[DIRECTIONS FOR THIS TASK] Return exactly the listing's lines, from its first line to the line holding "pub fn heartbeat_interval(&self)", ends included.

------------------------------

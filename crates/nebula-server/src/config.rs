//! Server configuration.

use std::time::Duration;

use nebula_settings::ServerSettings;
use serde::{Deserialize, Serialize};

/// Configuration for the NebulaLink server.
#[derive(Clone, Debug, Serialize, Deserialize)]
pub struct ServerConfig {
    /// Host to bind (default `"127.0.0.1"`).
    pub host: String,
    /// Port to bind (default `0` for auto-assign).
    pub port: u16,
    /// Maximum concurrent `WebSocket` sessions.
    pub max_connections: usize,
    /// Heartbeat interval in seconds.
    pub heartbeat_interval_secs: u64,
    /// Close a session silent for this many seconds.
    pub heartbeat_timeout_secs: u64,
    /// Max inbound `WebSocket` message size in bytes.
    pub max_message_size: usize,
    /// Outbound queue depth per session.
    pub send_queue_capacity: usize,
    /// How long `stop` waits for sessions to finish.
    pub shutdown_grace_secs: u64,
    /// Broadcast refreshed state after display and power-plan mutations.
    pub broadcast_state_changes: bool,
}

impl ServerConfig {
    /// Heartbeat interval, never below one second.
    pub fn heartbeat_interval(&self) -> Duration {
        Duration::from_secs(self.heartbeat_interval_secs.max(1))
    }

    /// Heartbeat timeout, never shorter than the interval.
    pub fn heartbeat_timeout(&self) -> Duration {
        Duration::from_secs(self.heartbeat_timeout_secs).max(self.heartbeat_interval())
    }

    /// Shutdown grace period.
    pub fn shutdown_grace(&self) -> Duration {
        Duration::from_secs(self.shutdown_grace_secs)
    }
}

impl Default for ServerConfig {
    fn default() -> Self {
        Self {
            host: "127.0.0.1".into(),
            port: 0,
            max_connections: 50,
            heartbeat_interval_secs: 30,
            heartbeat_timeout_secs: 90,
            max_message_size: 1024 * 1024,
            send_queue_capacity: 256,
            shutdown_grace_secs: 10,
            broadcast_state_changes: true,
        }
    }
}

impl From<&ServerSettings> for ServerConfig {
    fn from(settings: &ServerSettings) -> Self {
        Self {
            host: settings.host.clone(),
            port: settings.port,
            max_connections: settings.max_connections.max(1),
            heartbeat_interval_secs: settings.heartbeat_interval_secs,
            heartbeat_timeout_secs: settings.heartbeat_timeout_secs,
            max_message_size: settings.max_message_size,
            send_queue_capacity: settings.send_queue_capacity.max(1),
            shutdown_grace_secs: settings.shutdown_grace_secs,
            broadcast_state_changes: settings.broadcast_state_changes,
        }
    }
}
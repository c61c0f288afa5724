//! # nebula-logging
//!
//! Structured logging with `tracing`.
//!
//! [`init`] installs the global subscriber: an [`EnvFilter`] (`RUST_LOG`
//! wins over the configured level), a console layer on stderr in either
//! pretty or JSON form, and an optional log file written through a
//! non-blocking `tracing-appender` worker. The file rotates by size
//! ([`RotatingFile`]), keeping a fixed number of backups.

#![deny(unsafe_code)]

mod rotating;

use std::path::{Path, PathBuf};

use nebula_settings::{LogFormat, LoggingSettings};
use tracing_appender::non_blocking::WorkerGuard;
use tracing_subscriber::EnvFilter;
use tracing_subscriber::layer::SubscriberExt;
use tracing_subscriber::util::SubscriberInitExt;

pub use rotating::RotatingFile;

/// Errors raised while installing the subscriber.
#[derive(Debug, thiserror::Error)]
pub enum LoggingError {
    /// The configured filter directive did not parse.
    #[error("invalid log filter {directive:?}: {message}")]
    Filter {
        /// Directive as configured.
        directive: String,
        /// Parser message.
        message: String,
    },
    /// The log file could not be opened.
    #[error("failed to open log file {path:?}: {source}")]
    Io {
        /// Requested file.
        path: PathBuf,
        /// Underlying error.
        source: std::io::Error,
    },
    /// A global subscriber was already installed.
    #[error("logging already initialized: {0}")]
    AlreadyInitialized(String),
}

/// Keeps the file writer flushing; drop it last in `main`.
#[derive(Debug)]
pub struct LoggingGuard {
    file_worker: Option<WorkerGuard>,
}

impl LoggingGuard {
    /// Whether a log file worker is attached.
    pub fn has_file(&self) -> bool {
        self.file_worker.is_some()
    }
}

/// Install the global tracing subscriber described by `settings`.
pub fn init(settings: &LoggingSettings) -> Result<LoggingGuard, LoggingError> {
    let filter = match EnvFilter::try_from_default_env() {
        Ok(filter) => filter,
        Err(_) => build_filter(settings.level.as_filter_str())?,
    };

    let (file_writer, file_guard) = match settings.file.as_deref() {
        Some(path) => {
            let file = open_log_file(
                Path::new(path),
                settings.max_file_bytes,
                settings.max_backups,
            )?;
            let (writer, guard) = tracing_appender::non_blocking(file);
            (Some(writer), Some(guard))
        }
        None => (None, None),
    };

    let pretty = (settings.format == LogFormat::Pretty).then(|| {
        tracing_subscriber::fmt::layer()
            .with_target(true)
            .with_writer(std::io::stderr)
    });
    let json = (settings.format == LogFormat::Json).then(|| {
        tracing_subscriber::fmt::layer()
            .json()
            .with_target(true)
            .with_writer(std::io::stderr)
    });
    let file = file_writer.map(|writer| {
        tracing_subscriber::fmt::layer()
            .with_ansi(false)
            .with_target(true)
            .with_writer(writer)
    });

    tracing_subscriber::registry()
        .with(filter)
        .with(pretty)
        .with(json)
        .with(file)
        .try_init()
        .map_err(|e| LoggingError::AlreadyInitialized(e.to_string()))?;

    Ok(LoggingGuard {
        file_worker: file_guard,
    })
}

/// Parse a filter directive such as `info` or `info,nebula_rpc=debug`.
pub fn build_filter(directive: &str) -> Result<EnvFilter, LoggingError> {
    EnvFilter::try_new(directive).map_err(|e| LoggingError::Filter {
        directive: directive.to_string(),
        message: e.to_string(),
    })
}

fn open_log_file(
    path: &Path,
    max_bytes: u64,
    max_backups: usize,
) -> Result<RotatingFile, LoggingError> {
    RotatingFile::open(path, max_bytes, max_backups).map_err(|source| LoggingError::Io {
        path: path.to_path_buf(),
        source,
    })
}

#[cfg(test)]
mod tests {
    use super::*;

    #[test]
    fn build_filter_accepts_levels() {
        for level in ["trace", "debug", "info", "warn", "error"] {
            assert!(build_filter(level).is_ok(), "{level}");
        }
        assert!(build_filter("info,nebula_rpc=debug").is_ok());
    }

    #[test]
    fn build_filter_rejects_garbage() {
        let err = build_filter("nebula_rpc=loudest").unwrap_err();
        assert!(matches!(err, LoggingError::Filter { .. }));
        assert!(err.to_string().contains("loudest"));
    }

    #[test]
    fn open_log_file_creates_parent_dirs() {
        let dir = tempfile::tempdir().unwrap();
        let path = dir.path().join("nested").join("nebula.log");
        let _file = open_log_file(&path, 1024, 5).unwrap();
        assert!(path.exists());
    }

    #[test]
    fn open_log_file_reports_path() {
        let dir = tempfile::tempdir().unwrap();
        // A directory cannot be opened for appending.
        let err = open_log_file(dir.path(), 1024, 5).unwrap_err();
        assert!(matches!(err, LoggingError::Io { .. }));
    }

    // Only one test may install the global subscriber.
    #[test]
    fn init_writes_file_and_rejects_second_install() {
        let dir = tempfile::tempdir().unwrap();
        let path = dir.path().join("nebula.log");
        let settings = LoggingSettings {
            file: Some(path.to_string_lossy().into_owned()),
            ..LoggingSettings::default()
        };

        let guard = init(&settings).unwrap();
        assert!(guard.has_file());
        tracing::error!(marker = "file-sink-check", "logging smoke test");
        drop(guard);

        let contents = std::fs::read_to_string(&path).unwrap();
        assert!(contents.contains("logging smoke test"));

        let second = init(&LoggingSettings::default());
        assert!(matches!(second, Err(LoggingError::AlreadyInitialized(_))));
    }
}
//! Server errors.

use std::net::SocketAddr;

/// Failures starting or running the server.
#[derive(Debug, thiserror::Error)]
pub enum ServerError {
    /// Binding the listener failed.
    #[error("failed to bind {address}: {source}")]
    Bind {
        /// Address we tried to bind.
        address: String,
        /// Underlying error.
        #[source]
        source: std::io::Error,
    },

    /// The listener's local address could not be read.
    #[error("failed to read local address: {0}")]
    LocalAddr(#[source] std::io::Error),

    /// Another `listen` call on this server is still binding.
    #[error("server is already binding its listener")]
    ListenInProgress,

    /// `listen` was called on a server that is already running.
    #[error("server already listening on {0}")]
    AlreadyListening(SocketAddr),

    /// The global metrics recorder could not be installed.
    #[error("failed to install metrics recorder: {0}")]
    Metrics(String),
}

#[cfg(test)]
mod tests {
    use super::*;

    #[test]
    fn bind_message_includes_address() {
        let err = ServerError::Bind {
            address: "127.0.0.1:1".into(),
            source: std::io::Error::new(std::io::ErrorKind::PermissionDenied, "denied"),
        };
        let msg = err.to_string();
        assert!(msg.contains("127.0.0.1:1"));
        assert!(msg.contains("denied"));
    }

    #[test]
    fn already_listening_message() {
        let addr: SocketAddr = "127.0.0.1:8765".parse().unwrap();
        assert_eq!(
            ServerError::AlreadyListening(addr).to_string(),
            "server already listening on 127.0.0.1:8765"
        );
    }
}
//! OS-backed power provider.

use std::sync::Arc;

use async_trait::async_trait;
use nebula_core::{
    Acknowledgement, CapabilityError, CapabilityResult, PowerPlan, PowerProvider, PowerState,
};
use tracing::info;

use crate::Platform;
use crate::command::CommandRunner;

/// Power provider that shells out to the host's power tooling.
///
/// | OS      | Transitions                          | Plans                 |
/// |---------|--------------------------------------|-----------------------|
/// | Linux   | `systemctl poweroff/reboot/...`      | `powerprofilesctl`    |
/// | Windows | `shutdown`, `rundll32 powrprof.dll`  | `powercfg`            |
/// | macOS   | `shutdown`, `pmset sleepnow`         | none                  |
pub struct SystemPowerProvider {
    runner: Arc<dyn CommandRunner>,
    platform: Platform,
}

impl SystemPowerProvider {
    /// Create a provider for the current host.
    pub fn new(runner: Arc<dyn CommandRunner>) -> Self {
        Self::for_platform(runner, Platform::current())
    }

    /// Create a provider using `platform`'s command table.
    pub fn for_platform(runner: Arc<dyn CommandRunner>, platform: Platform) -> Self {
        Self { runner, platform }
    }
}

/// Program and arguments that perform `state` on `platform`.
fn transition_command(
    platform: Platform,
    state: PowerState,
) -> Option<(&'static str, &'static [&'static str])> {
    use PowerState::{Hibernate, Restart, Shutdown, Sleep};

    match (platform, state) {
        (Platform::Linux, Shutdown) => Some(("systemctl", &["poweroff"])),
        (Platform::Linux, Restart) => Some(("systemctl", &["reboot"])),
        (Platform::Linux, Sleep) => Some(("systemctl", &["suspend"])),
        (Platform::Linux, Hibernate) => Some(("systemctl", &["hibernate"])),
        (Platform::Windows, Shutdown) => Some(("shutdown", &["/s", "/t", "0"])),
        (Platform::Windows, Restart) => Some(("shutdown", &["/r", "/t", "0"])),
        (Platform::Windows, Sleep) => {
            Some(("rundll32.exe", &["powrprof.dll,SetSuspendState", "0,1,0"]))
        }
        (Platform::Windows, Hibernate) => Some(("shutdown", &["/h"])),
        (Platform::MacOs, Shutdown) => Some(("shutdown", &["-h", "now"])),
        (Platform::MacOs, Restart) => Some(("shutdown", &["-r", "now"])),
        (Platform::MacOs, Sleep) => Some(("pmset", &["sleepnow"])),
        (Platform::MacOs, Hibernate) | (Platform::Other, _) => None,
    }
}

#[async_trait]
impl PowerProvider for SystemPowerProvider {
    async fn transition(&self, state: PowerState) -> CapabilityResult<Acknowledgement> {
        let (program, args) = transition_command(self.platform, state).ok_or_else(|| {
            CapabilityError::unsupported(format!("{state} is not supported on this platform"))
        })?;

        info!(%state, program, "initiating power transition");
        let _ = self
            .runner
            .run(program, args)
            .await?
            .check(&format!("Failed to initiate {state}"))?;
        Ok(Acknowledgement::new(state.initiated_message()))
    }

    async fn list_plans(&self) -> CapabilityResult<Vec<PowerPlan>> {
        match self.platform {
            Platform::Windows => {
                let out = self
                    .runner
                    .run("powercfg", &["/list"])
                    .await?
                    .check("Failed to get power plans")?;
                Ok(parse_powercfg_list(&out.stdout))
            }
            Platform::Linux => {
                let out = self
                    .runner
                    .run("powerprofilesctl", &["list"])
                    .await?
                    .check("Failed to get power plans")?;
                Ok(parse_powerprofilesctl_list(&out.stdout))
            }
            Platform::MacOs => Ok(Vec::new()),
            Platform::Other => Err(CapabilityError::unsupported(
                "Power plans are not supported on this platform",
            )),
        }
    }

    async fn set_plan(&self, guid: &str) -> CapabilityResult<Acknowledgement> {
        let plans = self.list_plans().await?;
        if !plans.iter().any(|p| p.guid.eq_ignore_ascii_case(guid)) {
            return Err(CapabilityError::not_found(format!(
                "No power plan found with GUID {guid}"
            )));
        }

        let (program, args): (&str, [&str; 2]) = match self.platform {
            Platform::Windows => ("powercfg", ["/setactive", guid]),
            Platform::Linux => ("powerprofilesctl", ["set", guid]),
            Platform::MacOs | Platform::Other => {
                return Err(CapabilityError::unsupported(
                    "Power plans are not supported on this platform",
                ));
            }
        };

        info!(guid, "setting power plan");
        let _ = self
            .runner
            .run(program, &args)
            .await?
            .check("Failed to set power plan")?;
        Ok(Acknowledgement::new(format!("Power plan set to {guid}")))
    }
}

/// Parse `powercfg /list` output.
///
/// ```text
/// Power Scheme GUID: 381b4222-f694-41f0-9685-ff5bb260df2e  (Balanced) *
/// ```
pub fn parse_powercfg_list(output: &str) -> Vec<PowerPlan> {
    output
        .lines()
        .filter_map(|line| {
            let (_, rest) = line.split_once("GUID:")?;
            let (guid, rest) = rest.split_once('(')?;
            let (name, tail) = rest.rsplit_once(')')?;
            let guid = guid.trim();
            (!guid.is_empty()).then(|| PowerPlan {
                guid: guid.to_string(),
                name: name.trim().to_string(),
                active: tail.contains('*'),
            })
        })
        .collect()
}

/// Parse `powerprofilesctl list` output.
///
/// Profile headers are the lines ending in `:`; the active one is starred.
pub fn parse_powerprofilesctl_list(output: &str) -> Vec<PowerPlan> {
    output
        .lines()
        .filter_map(|line| {
            let trimmed = line.trim();
            let header = trimmed.strip_suffix(':')?;
            let (active, id) = match header.strip_prefix('*') {
                Some(id) => (true, id.trim()),
                None => (false, header),
            };
            if id.is_empty() || id.contains(char::is_whitespace) || id.contains(':') {
                return None;
            }
            Some(PowerPlan {
                guid: id.to_string(),
                name: profile_display_name(id),
                active,
            })
        })
        .collect()
}

/// `power-saver` → `Power Saver`.
fn profile_display_name(id: &str) -> String {
    id.split(['-', '_'])
        .filter(|w| !w.is_empty())
        .map(|word| {
            let mut chars = word.chars();
            match chars.next() {
                Some(first) => first.to_uppercase().chain(chars).collect::<String>(),
                None => String::new(),
            }
        })
        .collect::<Vec<_>>()
        .join(" ")
}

------------------------------

[FINISHED EXERCISE]
filename crates/nebula-server/src/config.rs
//! Server configuration.

use std::time::Duration;

use nebula_settings::ServerSettings;
use serde::{Deserialize, Serialize};

/// Configuration for the NebulaLink server.
#[derive(Clone, Debug, Serialize, Deserialize)]
pub struct ServerConfig {
    /// Host to bind (default `"127.0.0.1"`).
    pub host: String,
    /// Port to bind (default `0` for auto-assign).
    pub port: u16,
    /// Maximum concurrent `WebSocket` sessions.
    pub max_connections: usize,
    /// Heartbeat interval in seconds.
    pub heartbeat_interval_secs: u64,
    /// Close a session silent for this many seconds.
    pub heartbeat_timeout_secs: u64,
    /// Max inbound `WebSocket` message size in bytes.
    pub max_message_size: usize,
    /// Outbound queue depth per session.
    pub send_queue_capacity: usize,
    /// How long `stop` waits for sessions to finish.
    pub shutdown_grace_secs: u64,
    /// Broadcast refreshed state after display and power-plan mutations.
    pub broadcast_state_changes: bool,
}

impl ServerConfig {
    /// Heartbeat interval, never below one second.
    pub fn heartbeat_interval(&self) -> Duration {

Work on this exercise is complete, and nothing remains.